Bent's Opera House, also known as Bent's Hall, is a three-story building located at 444 Main Street in Medina, New York, in the United States. The building is made of Medina Sandstone and features an opera house on the top floor. Construction began in 1864 and was completed early the next year. The building is named for Don Carlos Bent, a local farmer who owned the property and had the structure erected. A formal dedication ceremony was held on February 28, 1865, featuring remarks by a Civil War officer and patriotic pageantry.

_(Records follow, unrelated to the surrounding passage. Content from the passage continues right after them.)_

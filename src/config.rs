use std::path::{Path, PathBuf};
use std::time::Duration;

use serde::{Deserialize, Serialize};

use crate::errors::{PilotError, PilotResult};
use crate::executor::coordinator::CoordinatorSettings;
use crate::navigation::graph::UiElement;
use crate::navigation::navigator::NavigatorSettings;
use crate::scenario_engine::monitor::MonitorConfig;
use crate::scenario_engine::poller::PollSpec;
use crate::scenario_engine::state::LoopConfig;
use crate::scenarios::arena::ArenaConfig;
use crate::scenarios::dungeon::DungeonConfig;

const CONFIG_FILE: &str = "config.toml";
const CONFIG_ENV: &str = "GAMEPILOT_CONFIG";

#[derive(Debug, Clone, Default, Serialize, Deserialize)]
#[serde(default)]
pub struct AppConfig {
    pub window: WindowConfig,
    pub input: InputConfig,
    pub paths: PathsConfig,
    pub navigation: NavigationConfig,
    pub monitor: MonitorConfig,
    pub run: LoopConfig,
    pub arena: ArenaConfig,
    pub dungeon: DungeonConfig,
}

#[derive(Debug, Clone, Serialize, Deserialize)]
#[serde(default)]
pub struct WindowConfig {
    /// Substring of the game window title.
    pub title: String,
    /// Title bar height cropped from every capture.
    pub crop_top: u32,
    pub capture_retries: u32,
    pub capture_retry_ms: u64,
}

impl Default for WindowConfig {
    fn default() -> Self {
        Self {
            title: "Raid: Shadow Legends".into(),
            crop_top: 31,
            capture_retries: 60,
            capture_retry_ms: 30,
        }
    }
}

#[derive(Debug, Clone, Serialize, Deserialize)]
#[serde(default)]
pub struct InputConfig {
    /// Pause after every click, drag or key press.
    pub settle_ms: u64,
    pub drag_steps: u32,
    pub step_delay_ms: u64,
}

impl Default for InputConfig {
    fn default() -> Self {
        Self {
            settle_ms: 300,
            drag_steps: 20,
            step_delay_ms: 10,
        }
    }
}

#[derive(Debug, Clone, Serialize, Deserialize)]
#[serde(default)]
pub struct PathsConfig {
    pub screens_dir: PathBuf,
    pub templates_dir: PathBuf,
    /// Run history location; the user data dir when unset.
    pub history_dir: Option<PathBuf>,
}

impl Default for PathsConfig {
    fn default() -> Self {
        Self {
            screens_dir: PathBuf::from("screens"),
            templates_dir: PathBuf::from("templates"),
            history_dir: None,
        }
    }
}

#[derive(Debug, Clone, Serialize, Deserialize)]
#[serde(default)]
pub struct NavigationConfig {
    /// Match threshold for elements without their own.
    pub threshold: f32,
    pub hop_attempts: u32,
    pub hop_interval_ms: u64,
    pub element_attempts: u32,
    pub element_interval_ms: u64,
    pub action_retries: u32,
    pub popup_close: Option<UiElement>,
    pub max_popup_sweeps: u32,
}

impl Default for NavigationConfig {
    fn default() -> Self {
        Self {
            threshold: 0.95,
            hop_attempts: 10,
            hop_interval_ms: 500,
            element_attempts: 10,
            element_interval_ms: 500,
            action_retries: 3,
            popup_close: None,
            max_popup_sweeps: 5,
        }
    }
}

impl NavigationConfig {
    pub fn navigator_settings(&self) -> NavigatorSettings {
        NavigatorSettings {
            hop_wait: PollSpec::millis(self.hop_attempts, self.hop_interval_ms),
            element_wait: PollSpec::millis(self.element_attempts, self.element_interval_ms),
            action_retries: self.action_retries.max(1),
            popup_close: self.popup_close.clone(),
            max_popup_sweeps: self.max_popup_sweeps,
        }
    }
}

impl AppConfig {
    pub fn coordinator_settings(&self) -> CoordinatorSettings {
        CoordinatorSettings {
            capture_retries: self.window.capture_retries.max(1),
            capture_retry_delay: Duration::from_millis(self.window.capture_retry_ms),
            settle: Duration::from_millis(self.input.settle_ms),
        }
    }

    /// Makes relative data paths relative to the config file.
    fn anchor_paths(&mut self, base: &Path) {
        let anchor = |p: &mut PathBuf| {
            if p.is_relative() {
                *p = base.join(&*p);
            }
        };
        anchor(&mut self.paths.screens_dir);
        anchor(&mut self.paths.templates_dir);
        if let Some(history) = self.paths.history_dir.as_mut() {
            anchor(history);
        }
    }
}

/// Explicit path, then `GAMEPILOT_CONFIG`, then next to the executable, then
/// the working directory.
pub fn resolve_config_path(explicit: Option<&Path>) -> PilotResult<PathBuf> {
    if let Some(path) = explicit {
        if path.exists() {
            return Ok(path.to_path_buf());
        }
        return Err(PilotError::Config(format!("{} does not exist", path.display())));
    }

    if let Ok(env_path) = std::env::var(CONFIG_ENV) {
        let candidate = PathBuf::from(env_path);
        if candidate.exists() {
            tracing::debug!(path = %candidate.display(), "config from {CONFIG_ENV}");
            return Ok(candidate);
        }
        tracing::warn!(path = %candidate.display(), "{CONFIG_ENV} points to a missing file");
    }

    if let Ok(exe) = std::env::current_exe() {
        if let Some(parent) = exe.parent() {
            let candidate = parent.join(CONFIG_FILE);
            if candidate.exists() {
                tracing::debug!(path = %candidate.display(), "config found next to executable");
                return Ok(candidate);
            }
        }
    }

    let cwd = std::env::current_dir()?;
    let candidate = cwd.join(CONFIG_FILE);
    if candidate.exists() {
        tracing::debug!(path = %candidate.display(), "config found in working directory");
        return Ok(candidate);
    }

    Err(PilotError::Config(format!(
        "{CONFIG_FILE} not found next to executable or in working directory"
    )))
}

pub fn parse_config(content: &str) -> PilotResult<AppConfig> {
    Ok(toml::from_str(content)?)
}

pub fn load_config(explicit: Option<&Path>) -> PilotResult<AppConfig> {
    let path = resolve_config_path(explicit)?;
    let content = std::fs::read_to_string(&path)?;
    let mut config = parse_config(&content)?;
    if let Some(base) = path.parent() {
        config.anchor_paths(base);
    }
    tracing::info!(path = %path.display(), window = %config.window.title, "config loaded");
    Ok(config)
}
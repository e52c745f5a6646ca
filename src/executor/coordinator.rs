use std::sync::Arc;
use std::time::Duration;

use tokio::sync::Mutex;

use crate::errors::{PilotError, PilotResult};
use crate::executor::input::{Drag, InputDevice};
use crate::perception::screenshot::FrameSource;
use crate::perception::types::{Frame, Point, Rect, Snapshot};
use crate::scenario_engine::poller::Poller;

#[derive(Debug, Clone)]
pub struct CoordinatorSettings {
    /// Capture attempts before giving up on a frame.
    pub capture_retries: u32,
    pub capture_retry_delay: Duration,
    /// Pause after every input action so animations can finish.
    pub settle: Duration,
}

impl Default for CoordinatorSettings {
    fn default() -> Self {
        Self {
            capture_retries: 60,
            capture_retry_delay: Duration::from_millis(30),
            settle: Duration::from_millis(300),
        }
    }
}

/// The single access point to the game window. Captures and input actions
/// from the main flow and the monitor are serialized through one lock.
pub struct Coordinator {
    source: Arc<dyn FrameSource>,
    input: Arc<dyn InputDevice>,
    gate: Mutex<()>,
    poller: Poller,
    settings: CoordinatorSettings,
}

impl Coordinator {
    pub fn new(
        source: Arc<dyn FrameSource>,
        input: Arc<dyn InputDevice>,
        poller: Poller,
        settings: CoordinatorSettings,
    ) -> Self {
        Self {
            source,
            input,
            gate: Mutex::new(()),
            poller,
            settings,
        }
    }

    pub fn poller(&self) -> &Poller {
        &self.poller
    }

    /// Latest frame, retrying while the capture backend is not ready.
    pub async fn frame(&self) -> PilotResult<Frame> {
        for attempt in 0..self.settings.capture_retries.max(1) {
            self.poller.check()?;
            let captured = {
                let _guard = self.gate.lock().await;
                self.source.capture().await?
            };
            if let Some(frame) = captured {
                return Ok(frame);
            }
            tracing::debug!(attempt, "frame not ready");
            self.poller.delay(self.settings.capture_retry_delay).await?;
        }
        Err(PilotError::CaptureUnavailable(format!(
            "no frame after {} attempts",
            self.settings.capture_retries
        )))
    }

    pub async fn snapshot(&self, region: Rect) -> PilotResult<Snapshot> {
        self.frame().await?.snapshot(region)
    }

    pub async fn click(&self, at: Point) -> PilotResult<()> {
        self.poller.check()?;
        {
            let _guard = self.gate.lock().await;
            self.input.click(at).await?;
        }
        self.poller.delay(self.settings.settle).await
    }

    pub async fn drag(&self, drag: Drag) -> PilotResult<()> {
        self.poller.check()?;
        {
            let _guard = self.gate.lock().await;
            self.input.drag(drag.from, drag.to, drag.hold()).await?;
        }
        self.poller.delay(self.settings.settle).await
    }

    pub async fn key_press(&self, key: &str) -> PilotResult<()> {
        self.poller.check()?;
        {
            let _guard = self.gate.lock().await;
            self.input.key_press(key).await?;
        }
        self.poller.delay(self.settings.settle).await
    }
}
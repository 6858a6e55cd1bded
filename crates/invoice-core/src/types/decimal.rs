//! 금액 계산을 위한 Decimal 유틸리티.

use rust_decimal::prelude::ToPrimitive;
use rust_decimal::Decimal;

/// 인보이스 금액 타입.
pub type Amount = Decimal;

/// 품목 수량 타입.
pub type Quantity = Decimal;

/// Decimal 연산을 위한 확장 트레이트.
pub trait DecimalExt {
    /// ML 입력용 f64로 변환합니다. 표현할 수 없는 값은 0.0.
    fn to_f64_lossy(&self) -> f64;

    /// 음수가 아닌지 확인합니다.
    fn is_non_negative(&self) -> bool;
}

impl DecimalExt for Decimal {
    fn to_f64_lossy(&self) -> f64 {
        self.to_f64().unwrap_or(0.0)
    }

    fn is_non_negative(&self) -> bool {
        !self.is_sign_negative() || self.is_zero()
    }
}
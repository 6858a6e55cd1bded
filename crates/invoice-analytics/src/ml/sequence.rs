//! 시계열 학습을 위한 슬라이딩 윈도우 시퀀스 생성.

use super::features::{FeatureExtractor, InvoiceFeatures, SequencePoint, SEQUENCE_FEATURES};
use serde::{Deserialize, Serialize};

/// 기본 시퀀스 윈도우 길이.
pub const SEQUENCE_WINDOW: usize = 7;

/// (시퀀스, 타겟) 쌍 모음.
///
/// `sequences[i]`는 `i..i+window` 위치의 정규화 벡터이고,
/// `targets[i]`는 `i+window` 위치 인보이스의 원시 총액입니다.
#[derive(Debug, Clone, Default, PartialEq, Serialize, Deserialize)]
pub struct SequenceDataset {
    pub window: usize,
    pub sequences: Vec<Vec<SequencePoint>>,
    pub targets: Vec<f64>,
}

impl SequenceDataset {
    /// 쌍의 수.
    pub fn len(&self) -> usize {
        self.targets.len()
    }

    pub fn is_empty(&self) -> bool {
        self.targets.is_empty()
    }

    /// `[n, window, 7]` 텐서용 평탄화 버퍼.
    pub fn flatten_inputs(&self) -> Vec<f32> {
        self.sequences
            .iter()
            .flat_map(|seq| seq.iter().flat_map(|point| point.iter().copied()))
            .collect()
    }

    /// 한 샘플의 모양 `[window, 7]`.
    pub fn sample_shape(&self) -> [usize; 2] {
        [self.window, SEQUENCE_FEATURES]
    }
}

/// 정렬된 feature 스트림을 고정 길이 윈도우로 자르는 빌더.
#[derive(Debug, Clone)]
pub struct SequenceBuilder {
    window: usize,
}

impl Default for SequenceBuilder {
    fn default() -> Self {
        Self::new(SEQUENCE_WINDOW)
    }
}

impl SequenceBuilder {
    pub fn new(window: usize) -> Self {
        Self {
            window: window.max(1),
        }
    }

    pub fn window(&self) -> usize {
        self.window
    }

    /// 시퀀스와 다음 스텝 타겟 생성.
    ///
    /// 결과 길이는 `max(0, N - window)`이며, `N <= window`이면 빈 데이터셋을
    /// 반환합니다. 데이터 부족 판단은 호출자 몫입니다.
    pub fn build(
        &self,
        extractor: &FeatureExtractor,
        features: &[InvoiceFeatures],
    ) -> SequenceDataset {
        let normalized: Vec<SequencePoint> =
            features.iter().map(|f| extractor.normalize(f)).collect();

        let count = features.len().saturating_sub(self.window);
        let mut sequences = Vec::with_capacity(count);
        let mut targets = Vec::with_capacity(count);

        for i in 0..count {
            sequences.push(normalized[i..i + self.window].to_vec());
            targets.push(features[i + self.window].total);
        }

        SequenceDataset {
            window: self.window,
            sequences,
            targets,
        }
    }

    /// 롤아웃 시작점이 되는 마지막 `window`개의 정규화 벡터.
    pub fn last_window(
        &self,
        extractor: &FeatureExtractor,
        features: &[InvoiceFeatures],
    ) -> Option<Vec<SequencePoint>> {
        if features.len() < self.window {
            return None;
        }

        Some(
            features[features.len() - self.window..]
                .iter()
                .map(|f| extractor.normalize(f))
                .collect(),
        )
    }
}

#[cfg(test)]
mod tests {
    use super::*;
    use crate::ml::features::TOTAL_INDEX;
    use chrono::{Duration, TimeZone, Utc};
    use invoice_core::InvoiceRecord;
    use rust_decimal::Decimal;

    fn features(n: usize) -> Vec<InvoiceFeatures> {
        let start = Utc.with_ymd_and_hms(2024, 1, 1, 0, 0, 0).unwrap();
        let invoices: Vec<_> = (0..n)
            .map(|i| {
                InvoiceRecord::new("A", Decimal::from(100 + i as i64 * 10))
                    .with_created_at(start + Duration::days(i as i64))
            })
            .collect();
        FeatureExtractor::with_defaults()
            .extract_time_series(&invoices)
            .unwrap_or_default()
    }

    #[test]
    fn test_window_alignment() {
        let extractor = FeatureExtractor::with_defaults();
        let data = features(10);
        let dataset = SequenceBuilder::default().build(&extractor, &data);

        assert_eq!(dataset.len(), 3);
        assert_eq!(dataset.targets, vec![170.0, 180.0, 190.0]);
        assert_eq!(dataset.sequences[1].len(), 7);
        // 두 번째 시퀀스의 첫 원소는 위치 1
        assert!((dataset.sequences[1][0][TOTAL_INDEX] - 0.011).abs() < 1e-6);
        assert_eq!(dataset.flatten_inputs().len(), 3 * 7 * 7);
        assert_eq!(dataset.sample_shape(), [7, 7]);
    }

    #[test]
    fn test_short_input_is_empty() {
        let extractor = FeatureExtractor::with_defaults();
        for n in 0..=7 {
            let dataset = SequenceBuilder::default().build(&extractor, &features(n));
            assert!(dataset.is_empty(), "n = {n}");
        }
    }

    #[test]
    fn test_last_window() {
        let extractor = FeatureExtractor::with_defaults();
        let builder = SequenceBuilder::default();

        assert!(builder.last_window(&extractor, &features(6)).is_none());

        let window = builder.last_window(&extractor, &features(9)).unwrap();
        assert_eq!(window.len(), 7);
        assert!((window[6][TOTAL_INDEX] - 0.018).abs() < 1e-6);
    }
}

For many decades, Bent's Opera House was a prominent venue in Medina for concerts, plays, shows, commencements, elections, and other public functions. P. T. Barnum and William "Buffalo Bill" Cody were among the hundreds of touring performers who brought their talents to the Bent's stage.

As motion pictures and other forms of entertainment became popular in the twentieth century, the Opera House fell into disuse. Yet its legacy was not completely forgotten, as Bent's Hall was included as a contributing property to Medina's Main Street Historic District, which was listed on the National Register of Historic Places in 1995.

In 2010, Bank of America, the building's last commercial owner, donated the Bent's Hall property to the Orleans Renaissance Group, Inc. (ORG), a not-for-profit 501(c)(3) organization dedicated to bringing arts and cultural programs to the greater Medina community. Leaders of ORG hope to restore the Opera House to its former glory as a functioning performance venue.

ORG has since sold Bent's Opera House to Talis Equity. CEO Roger Hungerford is currently renovating and updating the building to include a restaurant, boutique hotel, and a wedding/event venue space.

In 2012, Bent's Opera House was included on the Preservation League of New York State's annual "Seven to Save" list. This list highlights "valued historic resources [that] are in danger of disappearing."